Wednesday – November 19. On this date it was Montana’s turn. . . Montana was the last state within the jurisdiction of the 9th Circuit that lacked a district court marriage equality ruling, until District Judge Brian Morris issued his Order in Rolando v. Fox, holding that the state’s same-sex marriage ban was unconstitutional, and issuing an injunction to “take effect immediately” requiring the state to allow same-sex couples to marry. Realizing that filing a stay application would be futile, Attorney General Tim Fox immediately filed a notice of appeal with the 9th Circuit while same-sex marriages commenced in the state. The 9th Circuit issued a briefing schedule under which an oral argument will not happen before April or later.
Thursday – November 20. Lambda Legal, representing plaintiffs in the Louisiana marriage case, in which an appeal was already pending before the 5th Circuit with oral argument scheduled to take place in tandem with the state of Texas’s appeal from a decision rendered last spring, filed a cert petition with the Supreme Court, asking that Court to by-pass the 5th Circuit and take Lambda’s appeal from District Judge Feldman’s decision directly. Lambda pointed out in its petition that there is already a circuit split, so no need to prolong things with arguments in more circuits. It’s time for the Supreme Court to step in and make a nationally-binding decision. (The other circuits in which appeals are pending are the 11th [Florida], the 8th [Missouri] and the 1st [Puerto Rico].) Lambda also pointed out that granting cert in both the Louisiana case and one of the 6th Circuit cases would bring into play an unbroken string of states from the southern to the northern borders of the United States. Later in the day, the Supreme Court posted its response to South Carolina Attorney General Wilson’s application for a stay. The Court denied the application, noting that Justices Scalia and Thomas would have granted it.

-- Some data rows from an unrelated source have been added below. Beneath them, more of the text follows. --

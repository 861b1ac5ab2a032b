use tracing::{info, warn};
use ulid::Ulid;

use crate::limits::*;
use crate::model::*;

use super::conflict::{check_slot_free, validate_span};
use super::{Engine, EngineError, StateError};

/// One all-or-nothing batch of sessions for a (tutor, student, module).
#[derive(Debug, Clone)]
pub struct Allocation {
    pub booking_request_id: Option<Ulid>,
    pub tutor_id: Ulid,
    pub student_id: Ulid,
    pub module_id: Ulid,
    pub slots: Vec<Span>,
    /// Locks taken for these slots; released whatever the outcome.
    pub lock_ids: Vec<Ulid>,
}

impl Engine {
    /// Final guard before sessions exist: re-verify every slot against the
    /// tutor's calendar and commit the whole batch as one WAL record.
    pub async fn allocate(&self, allocation: Allocation) -> Result<Vec<Session>, EngineError> {
        let cal = self.store.calendar(allocation.tutor_id);
        let mut guard = cal.write().await;
        let now = self.now();

        let staged = match self.stage_sessions(&guard, &allocation, now) {
            Ok(staged) => staged,
            Err(e) => {
                metrics::counter!(crate::observability::ALLOCATION_FAILURES_TOTAL).increment(1);
                warn!(
                    "allocation for tutor {} rejected: {e}",
                    allocation.tutor_id
                );
                if let Err(release_err) = self.unlock(&mut guard, &allocation.lock_ids).await {
                    warn!("lock release after failed allocation: {release_err}");
                }
                return Err(e);
            }
        };

        let event = Event::SessionsAllocated {
            tutor_id: allocation.tutor_id,
            booking_request_id: allocation.booking_request_id,
            sessions: staged.clone(),
            at: now,
        };
        if let Err(e) = self.persist_and_apply(&mut guard, &event).await {
            metrics::counter!(crate::observability::ALLOCATION_FAILURES_TOTAL).increment(1);
            if let Err(release_err) = self.unlock(&mut guard, &allocation.lock_ids).await {
                warn!("lock release after failed commit: {release_err}");
            }
            return Err(e);
        }
        self.unlock(&mut guard, &allocation.lock_ids).await?;

        metrics::counter!(crate::observability::SESSIONS_ALLOCATED_TOTAL)
            .increment(staged.len() as u64);
        info!(
            "allocated {} sessions for tutor {} student {}",
            staged.len(),
            allocation.tutor_id,
            allocation.student_id
        );
        Ok(staged)
    }

    /// Phase 1 of `allocate`: validate everything, touch nothing.
    fn stage_sessions(
        &self,
        cal: &TutorCalendar,
        allocation: &Allocation,
        now: Ms,
    ) -> Result<Vec<Session>, EngineError> {
        if allocation.slots.is_empty() {
            return Err(EngineError::Validation("allocation has no slots".into()));
        }
        if allocation.slots.len() > MAX_BATCH_SIZE {
            return Err(EngineError::LimitExceeded("batch too large"));
        }
        if allocation.student_id == allocation.tutor_id {
            return Err(EngineError::Validation("student and tutor must differ".into()));
        }

        if let Some(request_id) = allocation.booking_request_id {
            let request = self
                .store
                .requests
                .get(&request_id)
                .map(|r| r.value().clone())
                .ok_or(EngineError::NotFound(request_id))?;
            if request.tutor_id != allocation.tutor_id {
                return Err(EngineError::NotFound(request_id));
            }
            if request.status != RequestStatus::Pending {
                return Err(StateError::AlreadyResolved(request.status).into());
            }
            if request.is_expired(now) {
                return Err(StateError::Expired.into());
            }
        }

        let mut slots = allocation.slots.clone();
        slots.sort_by_key(|s| s.start);

        let mut staged: Vec<Session> = Vec::with_capacity(slots.len());
        for slot in &slots {
            validate_span(slot)?;
            check_slot_free(cal, slot, allocation.student_id, &allocation.lock_ids, now)?;
            if let Some(clash) = staged.iter().find(|s| s.span.overlaps(slot)) {
                return Err(EngineError::Conflict {
                    slot: *slot,
                    holder: clash.id,
                });
            }
            staged.push(Session {
                id: Ulid::new(),
                booking_request_id: allocation.booking_request_id,
                student_id: allocation.student_id,
                tutor_id: allocation.tutor_id,
                module_id: allocation.module_id,
                room_id: None,
                span: *slot,
                status: SessionStatus::Confirmed,
                cancellation: None,
                created_at: now,
                updated_at: now,
            });
        }
        Ok(staged)
    }

    /// Admin path: a single session without negotiation, still through the
    /// allocator's overlap check.
    pub async fn create_session_direct(
        &self,
        student_id: Ulid,
        tutor_id: Ulid,
        module_id: Ulid,
        span: Span,
    ) -> Result<Session, EngineError> {
        let mut sessions = self
            .allocate(Allocation {
                booking_request_id: None,
                tutor_id,
                student_id,
                module_id,
                slots: vec![span],
                lock_ids: Vec::new(),
            })
            .await?;
        sessions
            .pop()
            .ok_or_else(|| EngineError::Validation("allocation produced no session".into()))
    }
}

Neither Scalia nor Thomas amplified their opposition with any written statement, but Thomas had gone on record as disagreeing with the Court’s decision to deny all the pending marriage equality certiorari petitions on October 6 when he filed a dissent from a denial of cert in an unrelated case, arguing that the Court needn’t wait for a circuit split in order to deal with questions of national importance from the lower courts, and citing the marriage petitions as examples of his point.
Also on November 20, the Arkansas Supreme Court heard arguments in the state’s appeal of Judge Chris Piazza’s ruling invalidating the Arkansas same-sex marriage ban from earlier in the year, and given the speed with which things are moving, a decision would be expected shortly.
Thus, as the busy week ended, the count of marriage equality states was continuing to trend upwards towards and beyond 35, even in the wake of the 6th Circuit’s anti-marriage-equality ruling, which seemed to have had little effect on the district courts that issued decisions this week.